Dictionary of National Biography, 1885-1900/Mell, Davis
MELL, DAVIS (fl. 1650), violinist, born at Wilton near Salisbury 15 Nov. 1604, was son of a servant of William Herbert, third earl of Pembroke [q. v.] He was primarily a clockmaker, and was, until the middle of the seventeenth century, accounted the first violinist in England in point of skill. He may be said to occupy the position of the earliest English violinist of note.

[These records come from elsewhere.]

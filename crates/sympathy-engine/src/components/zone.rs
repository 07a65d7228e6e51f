use glam::Vec2;

use crate::core::body::Hitbox;

/// A static region that heats or cools anything inside it.
#[derive(Debug, Clone, Copy, PartialEq)]
pub struct TemperatureZone {
    pub rect: Hitbox,
    /// Degrees per second; negative values cool.
    pub delta_per_second: f32,
}

impl TemperatureZone {
    pub fn new(position: Vec2, size: Vec2, delta_per_second: f32) -> Self {
        Self {
            rect: Hitbox::new(position.x, position.y, size.x, size.y),
            delta_per_second,
        }
    }

    /// Whether a hitbox is fully or partially inside the zone.
    pub fn affects(&self, hitbox: &Hitbox) -> bool {
        self.rect.overlaps(hitbox)
    }
}

/// What a trigger does when the player enters it.
#[derive(Debug, Clone, Copy, PartialEq, Eq)]
pub enum TriggerKind {
    /// Level exit.
    Goal,
}

/// A static region reacting to the player's hitbox.
#[derive(Debug, Clone, Copy, PartialEq)]
pub struct Trigger {
    pub kind: TriggerKind,
    pub rect: Hitbox,
}

impl Trigger {
    pub fn goal(position: Vec2, size: Vec2) -> Self {
        Self {
            kind: TriggerKind::Goal,
            rect: Hitbox::new(position.x, position.y, size.x, size.y),
        }
    }
}
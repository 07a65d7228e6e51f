pub mod link;
pub mod manager;

pub use link::SympathyLink;
pub use manager::{SelectionStep, SympathyManager};
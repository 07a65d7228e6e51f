pub mod command;
pub mod runner;

pub use command::{Command, CommandQueue};
pub use runner::{GameRunner, RunnerError, SimulationMode};

/// Level bundled with the runner, used when no `--level` is given.
pub const TUTORIAL_LEVEL: &str = include_str!("../levels/tutorial.json");
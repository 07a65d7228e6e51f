use slotmap::new_key_type;

new_key_type! {
    /// Stable handle for a physics object, backed by a generational slot map.
    /// Handles of removed objects never alias a newer object.
    pub struct BodyId;
}

/// Handle of a sympathy link. Issued fresh for every link, so a handle left
/// on an object never matches a later link.
#[derive(Debug, Clone, Copy, Default, PartialEq, Eq, Hash)]
pub struct LinkId(pub u32);

/// Something that happened during a tick, for the shell/UI/audio layers.
#[derive(Debug, Clone, Copy, PartialEq)]
pub enum SimEvent {
    /// An object's stress reached 1.0 and it entered the terminal broken state.
    ObjectBroken(BodyId),
    /// A broken or collected object was pruned from the world.
    ObjectRemoved(BodyId),
    /// A sympathy link was established between two objects.
    LinkCreated { a: BodyId, b: BodyId, similarity: f32 },
    /// The active sympathy link was torn down.
    LinkBroken { a: BodyId, b: BodyId },
    /// The player picked up a collectable worth `value`.
    Collected { id: BodyId, value: u32 },
    /// The player entered a goal trigger.
    GoalReached,
    /// The player dropped below the bottom of the map.
    PlayerFellOut,
}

Wood says that Mell was ‘one of the musick to King Charles I,’ and ‘had a sweet stroke.’ According to the same authority, Mell visited Oxford in March 1657–8, when ‘Peter Pett, Will Bull, Ken Digby, and others of Allsoules did give him a very handsome entertainment in the Taverne, called “The Salutation,” in St. Marie's Parish. The company did look upon Mr. Mell to have a prodigious hand on the violin, and they thought that no person, as all in London did, could goe beyond him. But when Tho Baltzar [q. v.], an Outlander, came to Oxon in the next yeare, they had other thoughts of Mr. Mell, who tho he played farr sweeter than Baltzar, yet Baltzar's hand was more quick.’ Elsewhere Wood describes Mell as ‘a well-bred gentleman, and not given to excessive drinking as Baltzar was.’ Wood seems to have entertained him at Oxford in August 1658. Mell was conjointly with George Hudson the first ‘Master of the Music,’ or leader of Charles II's ‘four and twenty fiddlers,’ a band of twenty-four performers on the violin, tenor, and bass, instituted by the king in 1660 in imitation of Louis XIV's ‘vingt-quatre violons du Roi.’ He was succeeded in 1661 by Baltzar. Some of Mell's compositions for the instrument are to be found in Christopher Simpson's ‘Division Violin,’ 1684. In Aubrey's ‘Miscellanies’ is an account of a child of Davis Mell, who was cured of a crooked back by the touch of a dead hand.
[Hawkins's History of Music, ed. 1875, p. 681; Anthony à Wood's Life and Times (Oxf. Hist. Soc.), i. 241, 257–8; Aubrey's Miscellanies; Hunter's Chorus Vatum in MS. Addit. 24491 f. 550.]